The collection was never intended to be used as an asset this way. But a balls-up when drafting the original legal framework for the museum meant that the collection would potentially be at risk if the Wedgwood company went bust, which it did in 2009. The whole situation might have been avoided if someone had hired a good lawyer at the time. 

It's not just pottery that will be sold. The museum has a fine collection of paintings, including a group portrait of the Wedgwood family by George Stubbs. 

British art destroyed in Tehran - another failure by the GAC?

December 3 2011

Image of British art destroyed in Tehran - another failure by the GAC?

Pictures: ITV

It seems my hope that our art at the British embassy in Tehran could be protected was in vain. The pictures, on loan from the Government Art Collection (GAC), have been destroyed by a mob of rampaging Iranian pillocks. A portrait of Queen Victoria by George Hayter (above), and a portrait of Edward VII after George Fildes (below), have been damaged beyond repair (unless someone can find the missing fragments). The Hayter would have been worth anything between £50,000 - £100,000, depending on which of the versions it was. We do not know the fate of the much more valuable eighteenth century Persian portrait of Fath 'Ali Shah.
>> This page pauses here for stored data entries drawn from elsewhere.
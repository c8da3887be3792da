// SPDX-License-Identifier: BUSL-1.1
// Copyright (c) 2026 Alfred Jean LLC

//! The command node tree.
//!
//! A grammar is a tree of [`CommandNode`]s. Every node is one of three
//! [`NodeKind`]s: the root, a literal keyword, or a typed argument. Nodes are
//! shared through [`NodeRef`]. Redirects hold their target weakly, so a
//! redirect back to an ancestor (including the root itself) does not keep the
//! tree alive: the tree lives exactly as long as someone holds its root.

use std::fmt;
use std::sync::{Arc, Weak};

use cmdtree_reader::{ArgumentType, StringReader};
use indexmap::IndexMap;
use parking_lot::RwLock;

use crate::context::CommandContext;
use crate::error::{BuildError, CommandError};

/// The only character that separates tokens.
pub const ARGUMENT_SEPARATOR: char = ' ';

/// Terminal handler invoked with a fully bound context.
pub type Command<S> =
    Arc<dyn Fn(&CommandContext<S>) -> Result<i32, CommandError> + Send + Sync>;

/// Visibility gate evaluated against the caller's source.
pub type Requirement<S> = Arc<dyn Fn(&S) -> bool + Send + Sync>;

/// Maps one source to the sources the rest of a redirect chain runs with.
pub type RedirectModifier<S> =
    Arc<dyn Fn(&CommandContext<S>) -> Result<Vec<S>, CommandError> + Send + Sync>;

/// Shared handle to a node.
pub type NodeRef<S> = Arc<CommandNode<S>>;

/// The closed set of node variants.
#[derive(Debug, Clone)]
pub enum NodeKind {
    /// Tree root; its name is the empty string.
    Root,
    /// Matches one fixed keyword.
    Literal(String),
    /// Matches a value parsed by an [`ArgumentType`].
    Argument {
        name: String,
        parser: Arc<dyn ArgumentType>,
    },
}

/// One grammar node.
///
/// Everything except the children and the command is fixed at build time.
/// Children and command change only through merge-on-insert when a command
/// is registered, which needs exclusive access to the dispatcher.
///
/// A redirect target must be kept alive by its own tree or by the caller. A
/// target that has been dropped reads as no redirect.
pub struct CommandNode<S> {
    kind: NodeKind,
    requirement: Requirement<S>,
    redirect: Option<Weak<CommandNode<S>>>,
    modifier: Option<RedirectModifier<S>>,
    forks: bool,
    state: RwLock<NodeState<S>>,
}

struct NodeState<S> {
    children: IndexMap<String, NodeRef<S>>,
    literals: IndexMap<String, NodeRef<S>>,
    arguments: IndexMap<String, NodeRef<S>>,
    command: Option<Command<S>>,
}

impl<S> Default for NodeState<S> {
    fn default() -> Self {
        Self {
            children: IndexMap::new(),
            literals: IndexMap::new(),
            arguments: IndexMap::new(),
            command: None,
        }
    }
}

impl<S: 'static> CommandNode<S> {
    /// A fresh, empty root.
    pub fn root() -> NodeRef<S> {
        Arc::new(Self::new(
            NodeKind::Root,
            None,
            Arc::new(|_: &S| true),
            None,
            None,
            false,
        ))
    }
}

impl<S> CommandNode<S> {
    pub(crate) fn new(
        kind: NodeKind,
        command: Option<Command<S>>,
        requirement: Requirement<S>,
        redirect: Option<NodeRef<S>>,
        modifier: Option<RedirectModifier<S>>,
        forks: bool,
    ) -> Self {
        Self {
            kind,
            requirement,
            redirect: redirect.as_ref().map(Arc::downgrade),
            modifier,
            forks,
            state: RwLock::new(NodeState {
                command,
                ..NodeState::default()
            }),
        }
    }

    pub fn kind(&self) -> &NodeKind {
        &self.kind
    }

    /// Literal text, argument name, or `""` for the root.
    pub fn name(&self) -> &str {
        match &self.kind {
            NodeKind::Root => "",
            NodeKind::Literal(literal) => literal,
            NodeKind::Argument { name, .. } => name,
        }
    }

    pub fn is_root(&self) -> bool {
        matches!(self.kind, NodeKind::Root)
    }

    pub fn is_literal(&self) -> bool {
        matches!(self.kind, NodeKind::Literal(_))
    }

    pub fn is_argument(&self) -> bool {
        matches!(self.kind, NodeKind::Argument { .. })
    }

    /// How this node is written in usage listings.
    pub fn usage_text(&self) -> String {
        match &self.kind {
            NodeKind::Root => String::new(),
            NodeKind::Literal(literal) => literal.clone(),
            NodeKind::Argument { name, .. } => format!("<{name}>"),
        }
    }

    pub fn command(&self) -> Option<Command<S>> {
        self.state.read().command.clone()
    }

    pub fn has_command(&self) -> bool {
        self.state.read().command.is_some()
    }

    /// Snapshot of the children in insertion order.
    pub fn children(&self) -> Vec<NodeRef<S>> {
        self.state.read().children.values().cloned().collect()
    }

    pub fn child(&self, name: &str) -> Option<NodeRef<S>> {
        self.state.read().children.get(name).cloned()
    }

    pub fn has_children(&self) -> bool {
        !self.state.read().children.is_empty()
    }

    pub fn redirect(&self) -> Option<NodeRef<S>> {
        self.redirect.as_ref().and_then(Weak::upgrade)
    }

    pub fn redirect_modifier(&self) -> Option<&RedirectModifier<S>> {
        self.modifier.as_ref()
    }

    pub fn requirement(&self) -> &Requirement<S> {
        &self.requirement
    }

    pub fn is_fork(&self) -> bool {
        self.forks
    }

    pub fn can_use(&self, source: &S) -> bool {
        (self.requirement)(source)
    }

    /// Insert `node` as a child, merging into an existing child of the same
    /// name.
    ///
    /// On a name collision the incoming command (if any) replaces the
    /// existing one and the incoming grandchildren are merged recursively.
    /// This is how separate registrations sharing a prefix compose.
    pub(crate) fn add_child(&self, node: NodeRef<S>) -> Result<(), BuildError> {
        if node.is_root() {
            return Err(BuildError::RootAsChild);
        }

        let existing = self.child(node.name());
        let Some(existing) = existing else {
            let mut state = self.state.write();
            let name = node.name().to_string();
            match node.kind {
                NodeKind::Literal(_) => {
                    state.literals.insert(name.clone(), Arc::clone(&node));
                }
                NodeKind::Argument { .. } => {
                    state.arguments.insert(name.clone(), Arc::clone(&node));
                }
                NodeKind::Root => {}
            }
            state.children.insert(name, node);
            return Ok(());
        };

        if Arc::ptr_eq(&existing, &node) {
            return Ok(());
        }
        if let Some(command) = node.command() {
            existing.state.write().command = Some(command);
        }
        for grandchild in node.children() {
            existing.add_child(grandchild)?;
        }
        Ok(())
    }

    /// Children worth trying for the token under the reader's cursor.
    ///
    /// An exact literal match for the token wins outright; otherwise every
    /// argument child is a candidate, in insertion order.
    pub fn relevant_nodes(&self, reader: &StringReader) -> Vec<NodeRef<S>> {
        let state = self.state.read();
        if !state.literals.is_empty() {
            let token = reader
                .remaining()
                .split(ARGUMENT_SEPARATOR)
                .next()
                .unwrap_or_default();
            if let Some(literal) = state.literals.get(token) {
                return vec![Arc::clone(literal)];
            }
        }
        state.arguments.values().cloned().collect()
    }
}

impl<S> fmt::Debug for CommandNode<S> {
    fn fmt(&self, f: &mut fmt::Formatter<'_>) -> fmt::Result {
        let state = self.state.read();
        f.debug_struct("CommandNode")
            .field("kind", &self.kind)
            .field("children", &state.children.keys().collect::<Vec<_>>())
            .field("command", &state.command.is_some())
            .field("redirect", &self.redirect().map(|r| r.usage_text()))
            .field("forks", &self.forks)
            .finish()
    }
}

impl<S> fmt::Display for CommandNode<S> {
    fn fmt(&self, f: &mut fmt::Formatter<'_>) -> fmt::Result {
        match &self.kind {
            NodeKind::Root => write!(f, "<root>"),
            NodeKind::Literal(literal) => write!(f, "<literal {literal}>"),
            NodeKind::Argument { name, parser } => write!(f, "<argument {name}:{parser:?}>"),
        }
    }
}

#[cfg(test)]
#[path = "node_tests.rs"]
mod tests;
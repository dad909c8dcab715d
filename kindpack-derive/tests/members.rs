use kindpack::{CapacityError, KindEnum, MemberSink, Payload};

#[derive(Clone, Copy, Debug, PartialEq, Eq, KindEnum)]
enum Faction {
    Red,
    Blue,
}

#[derive(Clone, Copy, Debug, PartialEq, Eq, KindEnum)]
#[repr(u8)]
enum Rank {
    Low = 1,
    High = 5,
    Top,
}

#[kindpack::packed_id]
enum EntityId {
    Player(u32),
    #[kind(enumeration, size = 1)]
    Faction(Faction),
    #[kind(enumeration, size = 1)]
    Rank(Rank),
}

#[kindpack::packed_id]
enum PlainId {
    Player(u32),
    Flag(u16),
}

/// Sink that refuses to grow past a fixed amount of members.
struct Bounded {
    items: Vec<EntityId>,
    limit: usize,
}

impl MemberSink<EntityId> for Bounded {
    fn reserve_members(&mut self, additional: usize) -> Result<(), CapacityError> {
        let required = self.items.len() + additional;
        if required > self.limit {
            return Err(CapacityError {
                required,
                available: self.limit,
            });
        }
        Ok(())
    }

    fn push_member(&mut self, member: EntityId) {
        self.items.push(member);
    }
}

fn expected() -> [EntityId; 5] {
    [
        EntityId::from(Faction::Red),
        EntityId::from(Faction::Blue),
        EntityId::from(Rank::Low),
        EntityId::from(Rank::High),
        EntityId::from(Rank::Top),
    ]
}

#[test]
fn member_count() {
    assert_eq!(EntityId::ENUM_MEMBER_COUNT, 5);
    assert_eq!(PlainId::ENUM_MEMBER_COUNT, 0);
    assert_eq!(Rank::Top.into_bits(), 6);
    assert_eq!(EntityId::from(Rank::Top).payload_bits(), 6);
}

#[test]
fn copy_into_slice() -> anyhow::Result<()> {
    let mut dest = [EntityId::default(); 8];
    let written = EntityId::copy_all_members(&mut dest)?;
    assert_eq!(written, 5);
    assert_eq!(dest[..5], expected());
    assert_eq!(dest[5..], [EntityId::default(); 3]);
    Ok(())
}

#[test]
fn copy_into_short_slice_writes_nothing() {
    let mut dest = [EntityId::from(1u32); 3];
    assert_eq!(
        EntityId::copy_all_members(&mut dest),
        Err(CapacityError {
            required: 5,
            available: 3
        })
    );
    assert_eq!(dest, [EntityId::from(1u32); 3]);
}

#[test]
fn add_to_vec() -> anyhow::Result<()> {
    let mut dest = vec![EntityId::from(9u32)];
    EntityId::add_all_members(&mut dest)?;
    assert_eq!(dest.len(), 6);
    assert_eq!(dest[1..], expected());
    Ok(())
}

#[test]
fn rejecting_sink_is_left_alone() {
    let mut sink = Bounded {
        items: vec![EntityId::from(9u32)],
        limit: 4,
    };
    assert_eq!(
        EntityId::add_all_members(&mut sink),
        Err(CapacityError {
            required: 6,
            available: 4
        })
    );
    assert_eq!(sink.items, [EntityId::from(9u32)]);

    let mut sink = Bounded {
        items: Vec::new(),
        limit: 5,
    };
    assert_eq!(EntityId::add_all_members(&mut sink), Ok(()));
    assert_eq!(sink.items, expected());
}

#[test]
fn no_enumeration_kinds() -> anyhow::Result<()> {
    let mut dest = [PlainId::default(); 2];
    assert_eq!(PlainId::copy_all_members(&mut dest)?, 0);
    let mut dest = Vec::new();
    PlainId::add_all_members(&mut dest)?;
    assert!(dest.is_empty());
    Ok(())
}

#[test]
fn members_format_by_name() {
    let text: Vec<String> = expected().iter().map(ToString::to_string).collect();
    assert_eq!(
        text,
        ["Faction-Red", "Faction-Blue", "Rank-Low", "Rank-High", "Rank-Top"]
    );
}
After the damage to British embassies in both Damascus and Tripoli, where several works of art were destroyed, I suggested that:

There should be a policy in place to remove the art long before there's any chance of trouble.

The threat to these works on loan from the GAC in Tehran was entirely predictable. It's a shame the GAC, who have a woeful track record of looking after their art, did nothing to prevent it. Shouldn't there be a policy of replacing valuable works with copies in embassies where there is a potential for trouble? I doubt most visitors to the Iranian embassy would be able to tell the difference between the real thing and a copy anyway...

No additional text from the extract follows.